Le somme prelevate per le cure necessarie a dom Pietro Vittorelli sono invece state prelevate da quel conto dell'abbazia in cui confluiscono tutti gli atti dei possedimenti immobiliari di Montecassino. Sostanzialmente la famiglia di un membro della comunità monastica è proprio la stessa comunità monastica. Quindi hanno ribadito le difese quando un membro ha bisogno di cure, i soldi vengono prelevati dal conto di "famiglia": dunque, da quello di Montecassino. Non certo sarebbero potute essere somme "fornite" dallo Stato italiano, come invece ipotizzato dalle accuse che fanno riferimento a ben altri conti.
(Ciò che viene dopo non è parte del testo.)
use axum::{
    extract::{Path, Query, State},
    http::StatusCode,
    routing::{get, post, put},
    Json, Router,
};
use chrono::Utc;
use serde::Deserialize;
use std::sync::Arc;
use uuid::Uuid;

use crate::db::models::{Alert, AlertFilter, AlertRule, NewAlertRule};
use crate::web::{AppError, AppState};

pub fn create_alert_router() -> Router<Arc<AppState>> {
    Router::new()
        .route("/", get(list_alerts_handler))
        .route("/{id}/acknowledge", post(acknowledge_alert_handler))
        .route("/{id}/resolve", post(resolve_alert_handler))
}

pub fn create_alert_rule_router() -> Router<Arc<AppState>> {
    Router::new()
        .route(
            "/",
            post(create_alert_rule_handler).get(get_all_alert_rules_handler),
        )
        .route(
            "/{id}",
            get(get_alert_rule_handler).delete(delete_alert_rule_handler),
        )
        .route("/{id}/status", put(update_alert_rule_status_handler))
}

#[derive(Debug, Deserialize)]
pub struct UpdateAlertRuleStatusRequest {
    pub enabled: bool,
}

async fn list_alerts_handler(
    State(app_state): State<Arc<AppState>>,
    Query(filter): Query<AlertFilter>,
) -> Result<Json<Vec<Alert>>, AppError> {
    Ok(Json(app_state.store.list_alerts(filter).await?))
}

async fn acknowledge_alert_handler(
    State(app_state): State<Arc<AppState>>,
    Path(id): Path<Uuid>,
) -> Result<Json<Alert>, AppError> {
    let alert = app_state
        .store
        .acknowledge_alert(id, Utc::now())
        .await?
        .ok_or_else(|| AppError::NotFound(format!("Alert {id} not found")))?;
    Ok(Json(alert))
}

async fn resolve_alert_handler(
    State(app_state): State<Arc<AppState>>,
    Path(id): Path<Uuid>,
) -> Result<Json<Alert>, AppError> {
    let alert = app_state
        .evaluation_service
        .resolve(id)
        .await?
        .ok_or_else(|| AppError::NotFound(format!("Alert {id} not found")))?;
    Ok(Json(alert))
}

async fn create_alert_rule_handler(
    State(app_state): State<Arc<AppState>>,
    Json(payload): Json<NewAlertRule>,
) -> Result<(StatusCode, Json<AlertRule>), AppError> {
    if payload.name.trim().is_empty() {
        return Err(AppError::InvalidInput("rule name is required".to_string()));
    }
    if !payload.threshold.is_finite() {
        return Err(AppError::InvalidInput("threshold must be a number".to_string()));
    }
    if let Some(server_id) = payload.server_id {
        if app_state.store.get_server(server_id).await?.is_none() {
            return Err(AppError::NotFound(format!("Server {server_id} not found")));
        }
    }
    let rule = app_state.store.create_alert_rule(payload).await?;
    Ok((StatusCode::CREATED, Json(rule)))
}

async fn get_all_alert_rules_handler(
    State(app_state): State<Arc<AppState>>,
) -> Result<Json<Vec<AlertRule>>, AppError> {
    Ok(Json(app_state.store.list_alert_rules().await?))
}

async fn get_alert_rule_handler(
    State(app_state): State<Arc<AppState>>,
    Path(id): Path<Uuid>,
) -> Result<Json<AlertRule>, AppError> {
    let rule = app_state
        .store
        .get_alert_rule(id)
        .await?
        .ok_or_else(|| AppError::NotFound(format!("Alert rule {id} not found")))?;
    Ok(Json(rule))
}

async fn delete_alert_rule_handler(
    State(app_state): State<Arc<AppState>>,
    Path(id): Path<Uuid>,
) -> Result<StatusCode, AppError> {
    if !app_state.evaluation_service.delete_rule(id).await? {
        return Err(AppError::NotFound(format!("Alert rule {id} not found")));
    }
    Ok(StatusCode::NO_CONTENT)
}

async fn update_alert_rule_status_handler(
    State(app_state): State<Arc<AppState>>,
    Path(id): Path<Uuid>,
    Json(payload): Json<UpdateAlertRuleStatusRequest>,
) -> Result<Json<AlertRule>, AppError> {
    let rule = app_state
        .evaluation_service
        .set_rule_enabled(id, payload.enabled)
        .await?
        .ok_or_else(|| AppError::NotFound(format!("Alert rule {id} not found")))?;
    Ok(Json(rule))
}
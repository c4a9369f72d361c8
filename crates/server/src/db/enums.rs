use fleetwatch_common::ParseEnumError;
use serde::{Deserialize, Serialize};
use std::{fmt, str::FromStr};

/// Metric an alert rule watches.
#[derive(Debug, Clone, Copy, PartialEq, Eq, Hash, Serialize, Deserialize)]
#[serde(rename_all = "lowercase")]
pub enum AlertMetric {
    Cpu,
    Memory,
    Disk,
    Load,
}

impl AlertMetric {
    pub fn as_str(&self) -> &'static str {
        match self {
            AlertMetric::Cpu => "cpu",
            AlertMetric::Memory => "memory",
            AlertMetric::Disk => "disk",
            AlertMetric::Load => "load",
        }
    }
}

impl FromStr for AlertMetric {
    type Err = ParseEnumError;

    fn from_str(s: &str) -> Result<Self, Self::Err> {
        match s {
            "cpu" => Ok(AlertMetric::Cpu),
            "memory" => Ok(AlertMetric::Memory),
            "disk" => Ok(AlertMetric::Disk),
            "load" => Ok(AlertMetric::Load),
            _ => Err(ParseEnumError {
                kind: "alert metric",
                value: s.to_string(),
            }),
        }
    }
}

impl fmt::Display for AlertMetric {
    fn fmt(&self, f: &mut fmt::Formatter<'_>) -> fmt::Result {
        f.write_str(self.as_str())
    }
}

#[derive(Debug, Clone, Copy, PartialEq, Eq, Hash, Serialize, Deserialize)]
#[serde(rename_all = "lowercase")]
pub enum Comparison {
    Gt,
    Gte,
    Lt,
    Lte,
}

impl Comparison {
    pub fn as_str(&self) -> &'static str {
        match self {
            Comparison::Gt => "gt",
            Comparison::Gte => "gte",
            Comparison::Lt => "lt",
            Comparison::Lte => "lte",
        }
    }

    pub fn symbol(&self) -> &'static str {
        match self {
            Comparison::Gt => ">",
            Comparison::Gte => ">=",
            Comparison::Lt => "<",
            Comparison::Lte => "<=",
        }
    }

    pub fn holds(&self, observed: f64, threshold: f64) -> bool {
        match self {
            Comparison::Gt => observed > threshold,
            Comparison::Gte => observed >= threshold,
            Comparison::Lt => observed < threshold,
            Comparison::Lte => observed <= threshold,
        }
    }
}

impl FromStr for Comparison {
    type Err = ParseEnumError;

    fn from_str(s: &str) -> Result<Self, Self::Err> {
        match s {
            "gt" | ">" => Ok(Comparison::Gt),
            "gte" | ">=" => Ok(Comparison::Gte),
            "lt" | "<" => Ok(Comparison::Lt),
            "lte" | "<=" => Ok(Comparison::Lte),
            _ => Err(ParseEnumError {
                kind: "comparison operator",
                value: s.to_string(),
            }),
        }
    }
}

impl fmt::Display for Comparison {
    fn fmt(&self, f: &mut fmt::Formatter<'_>) -> fmt::Result {
        f.write_str(self.as_str())
    }
}

#[derive(Debug, Clone, Copy, PartialEq, Eq, Hash, Serialize, Deserialize)]
#[serde(rename_all = "lowercase")]
pub enum Severity {
    Info,
    Warning,
    Critical,
}

impl Severity {
    pub fn as_str(&self) -> &'static str {
        match self {
            Severity::Info => "info",
            Severity::Warning => "warning",
            Severity::Critical => "critical",
        }
    }
}

impl FromStr for Severity {
    type Err = ParseEnumError;

    fn from_str(s: &str) -> Result<Self, Self::Err> {
        match s {
            "info" => Ok(Severity::Info),
            "warning" => Ok(Severity::Warning),
            "critical" => Ok(Severity::Critical),
            _ => Err(ParseEnumError {
                kind: "severity",
                value: s.to_string(),
            }),
        }
    }
}

impl fmt::Display for Severity {
    fn fmt(&self, f: &mut fmt::Formatter<'_>) -> fmt::Result {
        f.write_str(self.as_str())
    }
}
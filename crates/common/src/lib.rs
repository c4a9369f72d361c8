pub mod enums;
pub mod wire;

pub use enums::{CommandStatus, CommandType, ParseEnumError, ServerStatus, ServiceState};

/// Header carrying the per-server agent credential.
pub const API_KEY_HEADER: &str = "X-API-Key";
/// Header carrying the fleet-wide enrollment secret used for self-registration.
pub const ENROLLMENT_TOKEN_HEADER: &str = "X-Enrollment-Token";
Stessa considerazione per suo fratello Massimo, che con l'abate emerito aveva il conto cointestato: durante il duro periodo della malattia, solo lui avrebbe potuto fisicamente provvedere a saldare conti per cliniche, fisioterapia e tutto il necessario per la riabilitazione». Ora la battaglia si sposta in aula: dopo rinvii e lunghe attese, il processo può partire.